Allah bizden salih
amel istiyor. Mu’az b. Cebel’in belirttiği gibi,
İçinde ilim,
niyet, sabır ve ihlasın bulunduğu ameli yapmamızı arzu ediyor.
Oysa:
“Onlar öyle (fâsık)
kimselerdir ki (‘İman ettim, müslüman oldum.’ dedikleri halde)
Allah’a vermiş
oldukları taahhüdü (teslimiyet ve itaat sözünü) bozarlar,
Hem de Allah’ın
birleştirilmesini emrettiği (akraba ve müslümanlar,
Din ile ahlâk ve
din ile dünya işleri arasındaki) ilişkileri / bağları keserler
Ve yeryüzünde
(Allahın emrine aykırı hareket ve uygulamalarla toplumda)
Bozgunculuk
yaparlar. İşte (dünya ve âhirette) ziyana uğrayanlar onlardır.”
(Bu bağlar
kesildiği zaman, insanlar Allah’a karşılık dünyalık rabler edinirler.
Din yalnız âhirete
yönelik zannedilmeye başlanır.
Ahlâk menfi ve
çıkarcı hale dönüşür. Böylece toplum bozulur.) (Feyzü’l-Furkan, s. 4)
Öyleyse, İslâm’ı
sırf Ahirete yönelik sanmamalı.
Böyle düşünmek,
insanı ahlâken çökertir. İnsanı ahlâk dışı, çıkarcı bir hâle dönüştürür.
Gaye için her şeyi
mübah gösterir.
Halbuki dava hak
olduğu gibi, ona ulaştırıcı metot ve usuller de hak ve doğru olmalı.
Kısaca, dava
İslâmî olduğu gibi, ona götüren yollar da
İslâm’da,
Kur’an’da ve Sünnet’te aranmalıdır.
Zaten ârif olan
halkımızın veciz / özlü ifadesiyle:
“Kem âletle kemalât
olmaz.”
Yani usta da olsa,
bozuk âletle güzel bir şey ortaya konamaz.
Aslı cinlerden
olan ve şeytanların başı bulunan İblis de,
Allah’ın varlığını
biliyor ve inkâr etmiyordu. Fakat Allah’ın emri karşısında
Aklı, bilgisi,
kibri ve gururu Allah’ın hikmetini / maksat ve gayesini anlamaya yetmedi.
Aksine anlamasına
birer perde oldu! Çünkü akıl sahibi olmakla mesele halledilmiyor.
Aklı nerede, nasıl
ve ne şekilde kullanmayı bilmek de gerekiyor.
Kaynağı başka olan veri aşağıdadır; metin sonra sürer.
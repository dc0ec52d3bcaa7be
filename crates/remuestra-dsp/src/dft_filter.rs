//! Overlap-save FIR convolution through the real DFT.
//!
//! The block length is twice the filter length rounded up to a power of
//! two: each round consumes N/2 input samples, convolves them in the
//! frequency domain and emits N/2 output samples, with the upper half of
//! the inverse transform saved as the next round's overlap. The filter
//! spectrum is precomputed once, scaled by `1/(N/2)` to cancel the inverse
//! transform's scaling, so the stage output equals direct convolution.
//!
//! On end-of-stream the input is extended with `firlen` zero samples to
//! flush the convolution tail, so the stage emits exactly `input + firlen`
//! samples overall.

use rustfft::num_complex::Complex;

use remuestra_core::{Outlet, SharedOutlet};

use crate::fft::{RealDft, RealDftScratch};
use crate::sample::Sample;

/// Streaming FIR convolution stage.
pub struct DftFilter<T: Sample> {
    inlet: SharedOutlet<T>,
    firlen: usize,
    /// N/2: samples consumed and emitted per round.
    half: usize,
    rdft: RealDft<T>,
    scratch: RealDftScratch<T>,
    filter_spec: Vec<Complex<T>>,
    spec: Vec<Complex<T>>,
    /// Time-domain work buffer of length N.
    block: Vec<T>,
    overlap: Vec<T>,
    fraction: Vec<T>,
    fraction_len: usize,
    zero_pad: usize,
    end_reached: bool,
}

impl<T: Sample> DftFilter<T> {
    pub fn new(inlet: SharedOutlet<T>, taps: &[T]) -> Self {
        let firlen = taps.len();
        let half = firlen.next_power_of_two();
        let len = half * 2;

        let rdft = RealDft::new(len);
        let mut scratch = rdft.make_scratch();

        let scale = <T as Sample>::from_f64(1.0 / half as f64);
        let mut padded = vec![T::zero(); len];
        for (dst, &src) in padded.iter_mut().zip(taps.iter()) {
            *dst = src * scale;
        }
        let mut filter_spec = vec![Complex::new(T::zero(), T::zero()); rdft.spectrum_len()];
        rdft.forward(&padded, &mut filter_spec, &mut scratch);

        Self {
            inlet,
            firlen,
            half,
            spec: vec![Complex::new(T::zero(), T::zero()); filter_spec.len()],
            filter_spec,
            scratch,
            block: vec![T::zero(); len],
            overlap: vec![T::zero(); half],
            fraction: vec![T::zero(); len],
            fraction_len: 0,
            zero_pad: 0,
            end_reached: false,
            rdft,
        }
    }

    fn drain_fraction(&mut self, out: &mut [T], opos: &mut usize) {
        let n = (out.len() - *opos).min(self.fraction_len);
        out[*opos..*opos + n].copy_from_slice(&self.fraction[..n]);
        self.fraction.copy_within(n..self.fraction_len, 0);
        self.fraction_len -= n;
        *opos += n;
    }
}

impl<T: Sample> Outlet<T> for DftFilter<T> {
    fn at_end(&mut self) -> bool {
        self.end_reached && self.zero_pad == 0 && self.fraction_len == 0
    }

    fn read(&mut self, out: &mut [T]) -> usize {
        let mut opos = 0;
        self.drain_fraction(out, &mut opos);

        while opos < out.len() && (!self.end_reached || self.zero_pad != 0) {
            // Fill the lower half of the block; after end-of-stream the
            // remaining firlen tail samples are zeros.
            let mut nread = 0;
            while nread < self.half {
                if !self.end_reached {
                    let r = self
                        .inlet
                        .lock()
                        .unwrap()
                        .read(&mut self.block[nread..self.half]);
                    if r == 0 {
                        self.end_reached = true;
                        self.zero_pad = self.firlen;
                    }
                    nread += r;
                } else {
                    let r = (self.half - nread).min(self.zero_pad);
                    self.block[nread..nread + r].fill(T::zero());
                    nread += r;
                    self.zero_pad -= r;
                    if self.zero_pad == 0 {
                        break;
                    }
                }
            }
            self.block[nread..].fill(T::zero());

            self.rdft
                .forward(&self.block, &mut self.spec, &mut self.scratch);
            for (s, f) in self.spec.iter_mut().zip(self.filter_spec.iter()) {
                *s *= *f;
            }
            self.rdft
                .inverse(&self.spec, &mut self.block, &mut self.scratch);

            let n_out = nread.min(out.len() - opos);
            for i in 0..n_out {
                out[opos + i] = self.block[i] + self.overlap[i];
            }
            if n_out < nread {
                for i in 0..nread - n_out {
                    self.fraction[i] = self.block[n_out + i] + self.overlap[n_out + i];
                }
                self.fraction_len = nread - n_out;
            }
            self.overlap.copy_from_slice(&self.block[self.half..]);

            opos += n_out;
            if self.fraction_len > 0 {
                break;
            }
        }

        opos
    }
}
use axum::{
    extract::{Extension, Host, Path, State},
    response::Html,
};
use tracing::debug;

use crate::auth::AuthUser;
use crate::error::AppError;
use crate::templates::EditorPage;
use crate::AppState;

/// Editor shell for a room, pre-filled with its persisted text.
pub async fn editor(
    State(state): State<AppState>,
    Path(room_id): Path<String>,
    Host(host): Host,
    Extension(user): Extension<AuthUser>,
) -> Result<Html<String>, AppError> {
    let store = state.registry.store_for(&room_id)?;
    let text = store.read_or_empty().await?;
    debug!(room = %room_id, username = %user.username, len = text.len(), "Rendering editor");

    let ws_url = format!("{host}/ws/{room_id}");
    Ok(Html(state.templates.render_editor(&EditorPage {
        text: &text,
        ws_url: &ws_url,
        username: &user.username,
        room_id: &room_id,
    })))
}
Üstelik, akıl; akıl olmalı. “Aklım var.”
diye meçhul / kendini yetiştirmediği
Yani bilmediği
konularda akıl yürütmeye kalkışmamalı. Velhasıl o akıl; akıl olmalı.
Mücerretlikten
müşahhaslığa / soyutluktan somutluğa yükselebilmiş bir akıl olmalı.
“Hz. Musa Tur
dağında bulunduğu sürede, Samirî’nin onların altınlarını eriterek yaptığı
Sarı bir buzağı
heykeline ilah olarak tapmaya başlamışlardı.
Çünkü küfürleri
yüzünden buzağı sevgisi, kalplerine işlemişti.
Aynı zamanda Allah’a
inandıklarını söylüyorlardı.” (Feyzü’l-Furkan, s. 9)
“Siz Kitab’ı
okuyup durduğunuz halde, kendinizi unutup da,
(Diğer) insanlara
iyilik yapmalarını (ve takvayı) mı emrediyorsunuz?
(Bunun çirkin
olduğunu) hiç düşünmüyor musunuz?”
(Bakara: 44,
Prof. Dr. Hasan Tahsin FEYİZLİ meali.)
İnsan yapmadığı
şeyin yapılmasını isterse, inandırıcı olamaz. Sözü etkisiz kalır.
Nitekim hâl dili,
kaal dilinden / konuşmaktan daha tesirli ve işleyicidir.
Zira:
“Âyinesi iştir kişinin
lâfa bakılmaz.
Şahsın görünür
rütbe-i aklı eserinde.”
“Bîrunî (972 –
1080), ‘Kötülüğü bilmeyen, ondan sakınamaz,
İyiliği bilmeyen
de ona ulaşamaz.’ demiştir.” (Feyzü’l-Furkan, s. 15)
Yani “yapmak” için
de, “yapmamak” için de bilmek gerekiyor.
Velhasıl kabul
edip etmemek, inanıp inanmamak için de konuyu bilmek gerekiyor.
Fakat sadece
bilmek de yetmez! Bilgiyi kullanmayı da bilmek lâzım.
Nitekim bir
kibritle ocak da yakılır, yangın da çıkarılabilir!
Çünkü zâtında /
aslında doğru olan bir şey;
Yerinde
kullanılması bilinmediği takdirde, faydadan çok zarar verir.
Demek ki, sadece
bakmak değil; basîret ve görmek de lâzım.
Sadece bilmek
değil, idrak ve anlamak da gerekli.
Zira herkes bakar,
fakat herkes göremez!
Herkes bilir,
lâkin herkes anlayamaz.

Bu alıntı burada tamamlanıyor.